Getting better HVAC results in the first floor condos versus the top

I really love my condo after four years of living here.

The location is just a walk from the beach, and everything from the kitchens to the bathrooms was remodelled right before I purchased it.

The stonework done in the master bathroom shower is simply stunning, with cuts of marbled red and pink stone intricately inlaid in beautifully complex, geometric patterns. To this day, I find myself staring at varying cuts of stone as I shower in the mornings and evenings. One of my closest friends visited my condo for the first time about a year ago and was absolutely blown away by the location and the interior. She was searching for a house and diverted to scouring the building for available units after she fell in love with mine. Although I bought the last ground floor unit, she eventually found a condominium on the fifth floor at a cheaper rate.

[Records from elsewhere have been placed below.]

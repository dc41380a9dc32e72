//! Credentials and client settings.
//!
//! The file is TOML with `secret`, `api_key` and `keep_strings` required.
//! `ONESKY_SECRET` and `ONESKY_API_KEY` replace the file's values when set
//! to something non-empty.
use std::collections::BTreeMap;
use std::fs;
use std::path::{Path, PathBuf};

use serde::Deserialize;

use crate::error::{Error, Result};
use crate::language::LanguageMappings;

pub const DEFAULT_CONFIG_FILE: &str = "onesky_keys.toml";
pub const DEFAULT_BASE_URL: &str = "https://platform.api.onesky.io";
pub const DEFAULT_TIMEOUT_SECS: u64 = 600;

pub const CONFIG_ENV: &str = "ONESKY_CONFIG";
pub const SECRET_ENV: &str = "ONESKY_SECRET";
pub const API_KEY_ENV: &str = "ONESKY_API_KEY";

#[derive(Debug, Clone, Deserialize)]
pub struct Config {
    pub secret: String,
    pub api_key: String,
    pub keep_strings: bool,
    #[serde(default = "default_base_url")]
    pub base_url: String,
    #[serde(default)]
    pub proxy: Option<String>,
    #[serde(default = "default_timeout")]
    pub timeout_secs: u64,
    #[serde(default)]
    pub language_mappings: BTreeMap<String, String>,
}

fn default_base_url() -> String {
    DEFAULT_BASE_URL.to_string()
}

fn default_timeout() -> u64 {
    DEFAULT_TIMEOUT_SECS
}

impl Config {
    /// Config file path: explicit flag, then `ONESKY_CONFIG`, then the default name.
    pub fn resolve_path(explicit: Option<&Path>) -> PathBuf {
        if let Some(path) = explicit {
            return path.to_path_buf();
        }
        match std::env::var(CONFIG_ENV) {
            Ok(path) if !path.is_empty() => PathBuf::from(path),
            _ => PathBuf::from(DEFAULT_CONFIG_FILE),
        }
    }

    pub fn load(path: &Path) -> Result<Self> {
        let data = fs::read_to_string(path).map_err(|source| Error::ConfigurationMissing {
            path: path.to_path_buf(),
            source,
        })?;
        let mut config = Self::parse(&data).map_err(|source| Error::ConfigurationInvalid {
            path: path.to_path_buf(),
            source,
        })?;
        config.apply_overrides(
            std::env::var(SECRET_ENV).ok(),
            std::env::var(API_KEY_ENV).ok(),
        );
        log::debug!("loaded configuration from {:?}", path);
        Ok(config)
    }

    pub fn parse(data: &str) -> std::result::Result<Self, toml::de::Error> {
        toml::from_str(data)
    }

    fn apply_overrides(&mut self, secret: Option<String>, api_key: Option<String>) {
        if let Some(secret) = secret.filter(|s| !s.is_empty()) {
            self.secret = secret;
        }
        if let Some(api_key) = api_key.filter(|k| !k.is_empty()) {
            self.api_key = api_key;
        }
    }

    pub fn language_mappings(&self) -> LanguageMappings {
        LanguageMappings::with_extra(&self.language_mappings)
    }
}
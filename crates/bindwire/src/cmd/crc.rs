use bindwire_checksum::{
    append_crc, append_crc2, build_command, verify_checksum, verify_command, NIKOBUS_CRC16,
    NIKOBUS_CRC8,
};

use crate::cmd::{CrcArgs, NikobusArgs};
use crate::exit::{checksum_error, CliError, CliResult, FAILURE, SUCCESS, USAGE};
use crate::output::{print_checksum, print_verification, ChecksumOutput, OutputFormat, VerifyOutput};

pub fn run_crc16(args: CrcArgs, format: OutputFormat) -> CliResult<i32> {
    if args.verify {
        let valid = verify_checksum(&args.input, &NIKOBUS_CRC16)
            .map_err(|err| checksum_error("crc16 verification failed", err))?;
        return Ok(report("crc16", &args.input, valid, format));
    }

    let output = append_crc(args.input.as_str())
        .map_err(|err| checksum_error("crc16 failed", err))?
        .unwrap_or_default();
    print_checksum(
        &ChecksumOutput {
            algorithm: "crc16",
            input: &args.input,
            output: &output,
        },
        format,
    );
    Ok(SUCCESS)
}

pub fn run_crc8(args: CrcArgs, format: OutputFormat) -> CliResult<i32> {
    if args.verify {
        let valid = verify_checksum(&args.input, &NIKOBUS_CRC8)
            .map_err(|err| checksum_error("crc8 verification failed", err))?;
        return Ok(report("crc8", &args.input, valid, format));
    }

    let output = append_crc2(&args.input);
    print_checksum(
        &ChecksumOutput {
            algorithm: "crc8",
            input: &args.input,
            output: &output,
        },
        format,
    );
    Ok(SUCCESS)
}

pub fn run_nikobus(args: NikobusArgs, format: OutputFormat) -> CliResult<i32> {
    if args.verify {
        if !args.body.starts_with(&args.prefix) {
            return Err(CliError::new(
                USAGE,
                format!("command {:?} does not start with {:?}", args.body, args.prefix),
            ));
        }
        let valid = verify_command(&args.body, args.prefix.len())
            .map_err(|err| checksum_error("command verification failed", err))?;
        return Ok(report("nikobus", &args.body, valid, format));
    }

    let output = build_command(&args.prefix, &args.body)
        .map_err(|err| checksum_error("command build failed", err))?;
    tracing::debug!(prefix = %args.prefix, command = %output, "built command");
    print_checksum(
        &ChecksumOutput {
            algorithm: "nikobus",
            input: &args.body,
            output: &output,
        },
        format,
    );
    Ok(SUCCESS)
}

fn report(algorithm: &str, input: &str, valid: bool, format: OutputFormat) -> i32 {
    print_verification(
        &VerifyOutput {
            algorithm,
            input,
            valid,
        },
        format,
    );
    if valid {
        SUCCESS
    } else {
        FAILURE
    }
}
//! Checksum engine for vendor wire protocols.
//!
//! Two register walks cover the protocols handled here:
//! - bit-serial CRC over hex-decoded bytes (Nikobus CRC16, CCITT polynomial)
//! - byte-XOR rolling checksum over raw ASCII bytes (Nikobus outer CRC8)
//!
//! Both render as fixed-width, zero-padded, uppercase hex.

pub mod engine;
pub mod error;
pub mod nikobus;
pub mod params;

pub use engine::{append_checksum, compute_bytes, compute_checksum, verify_checksum, ChecksumResult};
pub use error::{ChecksumError, Result};
pub use nikobus::{append_crc, append_crc2, build_command, verify_command};
pub use params::{Algorithm, ChecksumParameters, InputEncoding, NIKOBUS_CRC16, NIKOBUS_CRC8};
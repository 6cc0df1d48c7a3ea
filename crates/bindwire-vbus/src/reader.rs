use std::io::{ErrorKind, Read};
use std::net::TcpStream;

use bytes::BytesMut;

use crate::codec::{decode_message, Message, VbusConfig};
use crate::error::{Result, VbusError};

const INITIAL_BUFFER_CAPACITY: usize = 8 * 1024;
const READ_CHUNK_SIZE: usize = 1024;

/// Reads complete live messages from any `Read` stream.
///
/// Partial reads and leading garbage are handled internally. A message
/// with a bad checksum is reported once; the next call resumes at the
/// following SYNC byte.
pub struct LiveReader<T> {
    inner: T,
    buf: BytesMut,
    config: VbusConfig,
}

impl<T: Read> LiveReader<T> {
    /// Create a new live reader with default configuration.
    pub fn new(inner: T) -> Self {
        Self::with_config(inner, VbusConfig::default())
    }

    /// Create a new live reader with explicit configuration.
    pub fn with_config(inner: T, config: VbusConfig) -> Self {
        Self {
            inner,
            buf: BytesMut::with_capacity(INITIAL_BUFFER_CAPACITY),
            config,
        }
    }

    /// Read the next complete message (blocking).
    ///
    /// Returns `Err(VbusError::ConnectionClosed)` when EOF is reached.
    pub fn read_message(&mut self) -> Result<Message> {
        loop {
            if let Some(message) = decode_message(&mut self.buf, &self.config)? {
                return Ok(message);
            }

            let mut chunk = [0u8; READ_CHUNK_SIZE];
            let read = match self.inner.read(&mut chunk) {
                Ok(n) => n,
                Err(err) if err.kind() == ErrorKind::Interrupted => continue,
                Err(err) => return Err(VbusError::Io(err)),
            };

            if read == 0 {
                return Err(VbusError::ConnectionClosed);
            }

            self.buf.extend_from_slice(&chunk[..read]);
        }
    }

    /// Borrow the underlying stream.
    pub fn get_ref(&self) -> &T {
        &self.inner
    }

    /// Mutably borrow the underlying stream.
    pub fn get_mut(&mut self) -> &mut T {
        &mut self.inner
    }

    /// Consume the reader and return the inner stream.
    pub fn into_inner(self) -> T {
        self.inner
    }

    /// Current decoder configuration.
    pub fn config(&self) -> &VbusConfig {
        &self.config
    }
}

impl LiveReader<TcpStream> {
    /// Create a reader for a LAN adapter socket and apply the read timeout from config.
    pub fn with_config_tcp(inner: TcpStream, config: VbusConfig) -> Result<Self> {
        inner.set_read_timeout(config.read_timeout)?;
        Ok(Self::with_config(inner, config))
    }
}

There were two immediate caveats: one, the condo is on the top floor and the elevator ride is annoyingly slow; and two, the whole interior is original back to when the building was finished in the 1980s. All of the kitchen cabinets are original, all of the appliances short of the fridge and dishwasher are original, and the old matted carpets have stayed in place since day one. But the real kicker here is the terrible HVAC performance. Even though her central air conditioner, furnace, and ductwork had been replaced four years before, her performance wasn’t like mine on the bottom floor. We were told by an HVAC technician that the insulation from sunlight and heat was worse up at the top level compared to my unit that sits under four stories and is mostly surrounded by other condos as well. The building creates natural insulation that can’t be replicated on the top floor that sits right below the rooftop in direct sunlight.